In a meeting with Chinese Foreign Minister Yang Jiechi, Ms Rice urged China to use all its influence with North Korea to ensure the reclusive communist state moves ahead quickly with nuclear disarmament.
She later met Chinese Premier Wen Jiabao and President Hu Jintao.
‘I'm expecting from China what I'm expecting from others – that we will use all influence possible with the North Koreans to convince them that it's time to move forward,’ Ms Rice said.
‘We are at the cusp of something very special here. Now is the time to move on, time to continue the denuclearisation of the Korean peninsula, which is in everyone's interest.’

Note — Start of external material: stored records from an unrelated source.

//! JSON form of header values, as served by the node's RPC.

use std::fmt;

use num_bigint::BigUint;
use num_traits::Num;
use serde::de::{self, DeserializeOwned, SeqAccess, Visitor};
use serde::{Deserialize, Deserializer, Serialize, Serializer};

use crate::codec::{strip_hex_prefix, CompactInteger};
use crate::error::{Error, ErrorKind, Result};

// -------------------------------------------------------------------------- //
// Text Codec

/// Textual encoding of a scalar used when the surrounding message is JSON.
/// Independent of the binary [`Encode`](crate::codec::Encode) path.
pub trait TextCodec: Sized {
    fn to_text(&self) -> String;
    fn from_text(text: &str) -> Result<Self>;
}

pub(crate) fn serialize_text<T, S>(value: &T, serializer: S) -> std::result::Result<S::Ok, S::Error>
where
    T: TextCodec,
    S: Serializer,
{
    serializer.serialize_str(&value.to_text())
}

pub(crate) fn deserialize_text<'de, T, D>(deserializer: D) -> std::result::Result<T, D::Error>
where
    T: TextCodec,
    D: Deserializer<'de>,
{
    let text = String::deserialize(deserializer)?;
    T::from_text(&text).map_err(|e| match e.kind() {
        ErrorKind::InvalidNumericText(t) => de::Error::custom(format_args!("{NUMERIC_TEXT_TAG}{t}")),
        _ => de::Error::custom(e),
    })
}

// serde errors only carry a message; numeric text failures are tagged so
// that `from_json` can restore their kind.
const NUMERIC_TEXT_TAG: &str = "invalid numeric text: ";

fn json_error(e: serde_json::Error) -> Error {
    let message = e.to_string();
    let position = format!(" at line {} column {}", e.line(), e.column());
    let bare = message.strip_suffix(&position).unwrap_or(&message);
    match bare.strip_prefix(NUMERIC_TEXT_TAG) {
        Some(text) => Error::new(ErrorKind::InvalidNumericText(text.to_string())),
        None => Error::new(ErrorKind::Json(message)),
    }
}

pub fn to_json<T: Serialize>(value: &T) -> Result<String> {
    serde_json::to_string(value).map_err(|e| Error::new(ErrorKind::Json(e.to_string())))
}

pub fn from_json<T: DeserializeOwned>(text: &str) -> Result<T> {
    serde_json::from_str(text).map_err(json_error)
}

// -------------------------------------------------------------------------- //
// Compact Integers
//
// Written as JSON numbers while they fit in a u64 and as decimal strings
// beyond that. Decimal and `0x` hex strings are both accepted on input.

impl Serialize for CompactInteger {
    fn serialize<S: Serializer>(&self, serializer: S) -> std::result::Result<S::Ok, S::Error> {
        match self.to_u64() {
            Some(x) => serializer.serialize_u64(x),
            None => serializer.serialize_str(&self.to_string()),
        }
    }
}

struct CompactIntegerVisitor;

impl<'de> Visitor<'de> for CompactIntegerVisitor {
    type Value = CompactInteger;

    fn expecting(&self, f: &mut fmt::Formatter) -> fmt::Result {
        f.write_str("a non-negative integer or integer string")
    }

    fn visit_u64<E: de::Error>(self, x: u64) -> std::result::Result<Self::Value, E> {
        Ok(CompactInteger::from(x))
    }

    fn visit_i64<E: de::Error>(self, x: i64) -> std::result::Result<Self::Value, E> {
        u64::try_from(x)
            .map(CompactInteger::from)
            .map_err(|_| E::invalid_value(de::Unexpected::Signed(x), &self))
    }

    fn visit_str<E: de::Error>(self, text: &str) -> std::result::Result<Self::Value, E> {
        let invalid = || E::invalid_value(de::Unexpected::Str(text), &self);
        let (digits, radix) = match text.strip_prefix("0x").or_else(|| text.strip_prefix("0X")) {
            Some(digits) if digits.bytes().all(|b| b.is_ascii_hexdigit()) => (digits, 16),
            None if text.bytes().all(|b| b.is_ascii_digit()) => (text, 10),
            _ => return Err(invalid()),
        };
        if digits.is_empty() {
            return Err(invalid());
        }
        let x = BigUint::from_str_radix(digits, radix).map_err(|_| invalid())?;
        CompactInteger::try_from_biguint(x).map_err(E::custom)
    }
}

impl<'de> Deserialize<'de> for CompactInteger {
    fn deserialize<D: Deserializer<'de>>(deserializer: D) -> std::result::Result<Self, D::Error> {
        deserializer.deserialize_any(CompactIntegerVisitor)
    }
}

// -------------------------------------------------------------------------- //
// Byte Sequences

/// `#[serde(with = "byte_seq")]` for `Vec<u8>` fields: written as an array
/// of integers, read from either an array or a hex string.
pub mod byte_seq {
    use super::*;

    pub fn serialize<S: Serializer>(bytes: &[u8], serializer: S) -> std::result::Result<S::Ok, S::Error> {
        serializer.collect_seq(bytes)
    }

    pub fn deserialize<'de, D: Deserializer<'de>>(deserializer: D) -> std::result::Result<Vec<u8>, D::Error> {
        deserializer.deserialize_any(ByteSeqVisitor)
    }

    struct ByteSeqVisitor;

    impl<'de> Visitor<'de> for ByteSeqVisitor {
        type Value = Vec<u8>;

        fn expecting(&self, f: &mut fmt::Formatter) -> fmt::Result {
            f.write_str("an array of bytes or a hex string")
        }

        fn visit_seq<A: SeqAccess<'de>>(self, mut seq: A) -> std::result::Result<Self::Value, A::Error> {
            let mut bytes = Vec::with_capacity(seq.size_hint().unwrap_or(0));
            while let Some(byte) = seq.next_element::<u8>()? {
                bytes.push(byte);
            }
            Ok(bytes)
        }

        fn visit_str<E: de::Error>(self, text: &str) -> std::result::Result<Self::Value, E> {
            hex::decode(strip_hex_prefix(text)).map_err(E::custom)
        }
    }
}

#[cfg(test)]
mod tests {
    use serde_json::json;

    use super::*;
    use crate::primitives::BlockNumber;

    #[derive(Debug, PartialEq, Serialize, Deserialize)]
    struct Blob {
        #[serde(with = "byte_seq")]
        data: Vec<u8>,
        size: CompactInteger,
    }

    #[test]
    fn compact_integer_json() {
        assert_eq!(to_json(&CompactInteger::from(7u8)).unwrap(), "7");
        assert_eq!(
            to_json(&CompactInteger::from(u128::MAX)).unwrap(),
            format!("\"{}\"", u128::MAX)
        );

        assert_eq!(from_json::<CompactInteger>("7").unwrap(), CompactInteger::from(7u8));
        assert_eq!(from_json::<CompactInteger>("\"0x10\"").unwrap(), CompactInteger::from(16u8));
        assert_eq!(
            from_json::<CompactInteger>(&format!("\"{}\"", u128::MAX)).unwrap(),
            CompactInteger::from(u128::MAX)
        );
        assert!(from_json::<CompactInteger>("-1").is_err());
        assert!(from_json::<CompactInteger>("\"ten\"").is_err());
    }

    #[test]
    fn compact_integer_strings_must_be_plain_digits() {
        for text in ["", "0x", "+5", "-5", "1_000", " 7", "7 ", "0x+f", "0x1_0", "1e3"] {
            let err = from_json::<CompactInteger>(&format!("\"{text}\"")).unwrap_err();
            assert!(matches!(err.kind(), ErrorKind::Json(_)), "input {text:?}");
        }
        assert_eq!(from_json::<CompactInteger>("\"0X1f\"").unwrap(), CompactInteger::from(31u8));
        assert_eq!(from_json::<CompactInteger>("\"007\"").unwrap(), CompactInteger::from(7u8));
    }

    #[test]
    fn numeric_text_errors_keep_their_kind() {
        #[derive(Debug, Deserialize)]
        struct Block {
            #[allow(dead_code)]
            number: BlockNumber,
        }

        for text in ["xyz", "", "0x", "100000000"] {
            let err = from_json::<Block>(&format!(r#"{{"number": "{text}"}}"#)).unwrap_err();
            assert_eq!(err.kind(), &ErrorKind::InvalidNumericText(text.to_string()));
        }

        // other schema errors stay json errors
        let err = from_json::<Block>(r#"{"number": 5}"#).unwrap_err();
        assert!(matches!(err.kind(), ErrorKind::Json(_)));
    }

    #[test]
    fn byte_sequences_accept_arrays_and_hex() {
        let blob = Blob {
            data: vec![1, 2, 255],
            size: CompactInteger::from(3u8),
        };
        let value = serde_json::to_value(&blob).unwrap();
        assert_eq!(value, json!({ "data": [1, 2, 255], "size": 3 }));

        let from_hex: Blob = serde_json::from_value(json!({ "data": "0x0102ff", "size": "3" })).unwrap();
        assert_eq!(from_hex, blob);

        let err = from_json::<Blob>(r#"{"data": [256], "size": 1}"#).unwrap_err();
        assert!(matches!(err.kind(), ErrorKind::Json(_)));
    }
}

Ms Rice, who will go on to Japan after her China visit, attended the inauguration yesterday of South Korean President Lee Myung-Bak and held talks with him.
President Lee agreed to work more closely with Washington to denuclearise North Korea and insisted the move would not raise inter-Korean tensions.
The six-nation talks on nuclear disarmament, which began in 2003, include North and South Korea, the US, China, Russia and Japan.
A landmark deal reached in February last year offered North Korea a million tonnes of fuel oil, normalised ties with the US and Japan, and a formal peace treaty, if it scrapped all nuclear programmes and material.
In the current phase, North Korea agreed to disable its atomic plants and fully declare all nuclear programmes by the end of last year. But it missed the deadline amid a dispute with the US over the declaration.
Ms Rice has insisted the US would keep its commitments, as long as North Korea did.
US symphony plays in Pyongyang
Meanwhile, the New York Philharmonic has played a historic performance in the North Korean capital Pyongyang.
The concert comes during a visit aimed at improving US ties with the communist country.
The groundbreaking performance by the oldest US symphony orchestra comes amid the tense stand-off over the North's nuclear programme. The US delegation is the largest ever to visit North Korea.
They played both the North Korean anthem and the US national anthem to a packed 1,500-seat hall.